周掌柜对众人的反应似乎很满意,摇着折扇,清了清嗓子,朗声道:“诸位乱石村的父老乡亲,鄙人周永丰,在镇上经营‘永丰号’些许薄产。今日受王老哥盛情相邀,前来贵宝地,一是观光,二嘛……”他拖长了音调,小眼睛扫过人群,尤其在林越身上停了停,“二是听说贵村近来出了能人,弄出了些新鲜玩意儿,比如……能自己熬糖的甜秆儿?还有那去污力颇强的土肥皂?鄙人经商多年,最爱结交能人异士,更愿意扶助乡里,共同发财啊!”
果然是冲着作坊来的!林越心中一凛,看向王老五。王老五避开他的目光,脸上堆着笑,对周掌柜道:“周掌柜仁义!咱们乱石村穷乡僻壤,能得周掌柜青眼,那是祖上积德!您说的没错,咱们村是弄出了点小东西,都是这位林越林小哥的主意。”他指向林越,语气却听不出多少敬意。
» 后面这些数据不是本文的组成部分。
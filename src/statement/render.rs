use std::io::Cursor;

use printpdf::image_crate::DynamicImage;
use printpdf::path::PaintMode;
use printpdf::{
    Color, Image, ImageTransform, IndirectFontRef, Mm, PdfDocument, PdfLayerReference, Rect, Rgb,
};

use crate::error::{Error, Result};

use super::layout::{Align, DrawOp, ImageRef, StatementPlan, Weight, PAGE_H, PAGE_W};

static FONT_BYTES: &[u8] = include_bytes!("../../assets/DejaVuSans.ttf");
static FONT_BOLD_BYTES: &[u8] = include_bytes!("../../assets/DejaVuSans-Bold.ttf");

const IMAGE_DPI: f32 = 300.0;
const ELLIPSIS: char = '…';

/// Decoded pictures referenced by [`ImageRef`]s in the plan.
#[derive(Default)]
pub struct ImageSet {
    pub logo: Option<DynamicImage>,
    /// Parallel to the expense slice the plan was built from.
    pub attachments: Vec<Option<DynamicImage>>,
}

impl ImageSet {
    fn get(&self, r: ImageRef) -> Option<&DynamicImage> {
        match r {
            ImageRef::Logo => self.logo.as_ref(),
            ImageRef::Attachment(i) => self.attachments.get(i).and_then(Option::as_ref),
        }
    }
}

struct Fonts<'f> {
    regular: IndirectFontRef,
    bold: IndirectFontRef,
    regular_face: ttf_parser::Face<'f>,
    bold_face: ttf_parser::Face<'f>,
}

impl Fonts<'_> {
    fn pick(&self, weight: Weight) -> (&IndirectFontRef, &ttf_parser::Face<'_>) {
        match weight {
            Weight::Regular => (&self.regular, &self.regular_face),
            Weight::Bold => (&self.bold, &self.bold_face),
        }
    }
}

pub fn render(plan: &StatementPlan, doc_title: &str, images: &ImageSet) -> Result<Vec<u8>> {
    let (doc, page1, layer1) = PdfDocument::new(doc_title, Mm(PAGE_W), Mm(PAGE_H), "Layer 1");

    // DejaVu Sans covers the rupee sign and other non-ASCII text.
    let fonts = Fonts {
        regular: doc.add_external_font(Cursor::new(FONT_BYTES))?,
        bold: doc.add_external_font(Cursor::new(FONT_BOLD_BYTES))?,
        regular_face: ttf_parser::Face::parse(FONT_BYTES, 0)
            .map_err(|_| Error::Pdf("failed to parse embedded font for measurement".to_string()))?,
        bold_face: ttf_parser::Face::parse(FONT_BOLD_BYTES, 0)
            .map_err(|_| Error::Pdf("failed to parse embedded bold font for measurement".to_string()))?,
    };

    for (n, page) in plan.pages.iter().enumerate() {
        let layer = if n == 0 {
            doc.get_page(page1).get_layer(layer1)
        } else {
            let (p, l) = doc.add_page(Mm(PAGE_W), Mm(PAGE_H), "Layer 1");
            doc.get_page(p).get_layer(l)
        };
        for op in &page.ops {
            draw(&layer, &fonts, images, op);
        }
    }

    let mut writer = std::io::BufWriter::new(Vec::<u8>::new());
    doc.save(&mut writer)?;
    writer
        .into_inner()
        .map_err(|e| Error::Pdf(format!("failed to flush pdf buffer: {}", e.error())))
}

fn draw(layer: &PdfLayerReference, fonts: &Fonts<'_>, images: &ImageSet, op: &DrawOp) {
    match op {
        DrawOp::Text {
            text,
            size,
            weight,
            x,
            y,
            align,
            max_width,
        } => {
            let (font, face) = fonts.pick(*weight);
            let text = match max_width {
                Some(w) => fit_text(face, text, *size, *w),
                None => text.clone(),
            };
            let width = text_width_mm_ttf(face, &text, *size);
            let left = match align {
                Align::Left => *x,
                Align::Center => *x - width / 2.0,
                Align::Right => *x - width,
            };
            push_line(layer, font, &text, *size, left.max(0.0), *y);
        }
        DrawOp::FillRect { x, y_top, w, h, gray } => fill_rect_gray(layer, *x, *y_top, *w, *h, *gray),
        DrawOp::StrokeRect {
            x,
            y_top,
            w,
            h,
            thickness,
        } => {
            layer.set_outline_thickness(*thickness);
            let rect = Rect::new(Mm(*x), Mm(y_top - h), Mm(x + w), Mm(*y_top)).with_mode(PaintMode::Stroke);
            layer.add_rect(rect);
        }
        DrawOp::Line {
            x1,
            y1,
            x2,
            y2,
            thickness,
        } => draw_line_with_thickness(layer, (*x1, *y1), (*x2, *y2), *thickness),
        DrawOp::Image {
            source,
            x,
            y_bottom,
            w,
            ..
        } => {
            // Layout only emits image ops for pictures that decoded.
            if let Some(img) = images.get(*source) {
                add_image(layer, img, *x, *y_bottom, *w);
            }
        }
    }
}

fn push_line(layer: &PdfLayerReference, font: &IndirectFontRef, text: &str, font_size: f32, x: f32, y: f32) {
    layer.use_text(text, font_size, Mm(x), Mm(y), font);
}

fn draw_line_with_thickness(layer: &PdfLayerReference, from: (f32, f32), to: (f32, f32), thickness: f32) {
    layer.set_outline_thickness(thickness);
    layer.add_line(printpdf::Line {
        points: vec![
            (printpdf::Point::new(Mm(from.0), Mm(from.1)), false),
            (printpdf::Point::new(Mm(to.0), Mm(to.1)), false),
        ],
        is_closed: false,
    });
}

fn fill_rect_gray(layer: &PdfLayerReference, x: f32, y_top: f32, w: f32, h: f32, gray: f32) {
    layer.set_fill_color(Color::Rgb(Rgb::new(gray, gray, gray, None)));
    let rect = Rect::new(Mm(x), Mm(y_top - h), Mm(x + w), Mm(y_top)).with_mode(PaintMode::Fill);
    layer.add_rect(rect);
    // reset fill to black for text
    layer.set_fill_color(Color::Rgb(Rgb::new(0.0, 0.0, 0.0, None)));
}

fn add_image(layer: &PdfLayerReference, img: &DynamicImage, x: f32, y_bottom: f32, w: f32) {
    // Alpha channels are flattened; printpdf embeds them as a separate mask
    // that some viewers render black.
    let rgb = DynamicImage::ImageRgb8(img.to_rgb8());
    let natural_w_mm = rgb.width().max(1) as f32 / IMAGE_DPI * 25.4;
    let scale = (w / natural_w_mm).max(0.0001);
    Image::from_dynamic_image(&rgb).add_to_layer(
        layer.clone(),
        ImageTransform {
            translate_x: Some(Mm(x)),
            translate_y: Some(Mm(y_bottom)),
            rotate: None,
            scale_x: Some(scale),
            scale_y: Some(scale),
            dpi: Some(IMAGE_DPI),
        },
    );
}

pub(crate) fn text_width_mm_ttf(face: &ttf_parser::Face<'_>, text: &str, font_size_pt: f32) -> f32 {
    // PDF font sizes are in points; coordinates are in millimeters.
    const PT_TO_MM: f32 = 25.4 / 72.0;
    let units_per_em = face.units_per_em() as f32;
    if units_per_em <= 0.0 {
        return 0.0;
    }

    let mut width_units: i32 = 0;
    for ch in text.chars() {
        let Some(gid) = face.glyph_index(ch) else {
            continue;
        };
        width_units += face.glyph_hor_advance(gid).unwrap_or(0) as i32;
    }

    (width_units as f32 / units_per_em) * font_size_pt * PT_TO_MM
}

/// Shortens `text` with a trailing ellipsis until it fits `max_width_mm`.
pub(crate) fn fit_text(face: &ttf_parser::Face<'_>, text: &str, font_size_pt: f32, max_width_mm: f32) -> String {
    if text_width_mm_ttf(face, text, font_size_pt) <= max_width_mm {
        return text.to_string();
    }
    let mut chars: Vec<char> = text.chars().collect();
    while !chars.is_empty() {
        chars.pop();
        let candidate: String = chars.iter().chain(std::iter::once(&ELLIPSIS)).collect();
        if text_width_mm_ttf(face, &candidate, font_size_pt) <= max_width_mm {
            return candidate;
        }
    }
    String::new()
}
周掌柜的目光落在林越身上,上下打量一番,笑道:“哦?这位就是林小哥?果然年轻有为!听闻你不仅懂农事,还能制糖做皂?真是难得的人才!”
林越不动声色,上前一步,拱手道:“周掌柜过奖。小子不过是根据一些游方所见,结合本村实际,带着乡亲们胡乱尝试,侥幸有些收获,当不得‘人才’二字。不知周掌柜今日前来,有何指教?”
“指教不敢当。”周掌柜摆摆手,笑容可掬,“鄙人是生意人,讲究互利共赢。听说贵村的糖坊、皂坊,都是乡亲们合伙所建,规矩新奇,但毕竟规模小,技术粗,销路也窄。鄙人想着,不如我们合作一番?”
他顿了顿,见众人都在听,便继续道:“鄙人的‘永丰号’有现成的铺面、熟络的客商、充裕的本钱。我们可以这样合作:贵村的糖坊、皂坊,由我‘永丰号’出资入股,不,是全部买下!当然,价钱好商量,绝不会让乡亲们吃亏。买下之后,坊里的工具、田地、存货,都归‘永丰号’所有。至于各位乡亲嘛,愿意继续在坊里干活的,我周某按市价给工钱,绝不亏待!做出来的糖和肥皂,由我‘永丰号’统一售卖,销往县城甚至州府,利润嘛,自然比你们自己零卖强上百倍!这样一来,乡亲们既得了现钱,又有了稳定的工做,还能借助我‘永丰号’的渠道把东西卖得更远、价钱更好,岂不是三全其美?”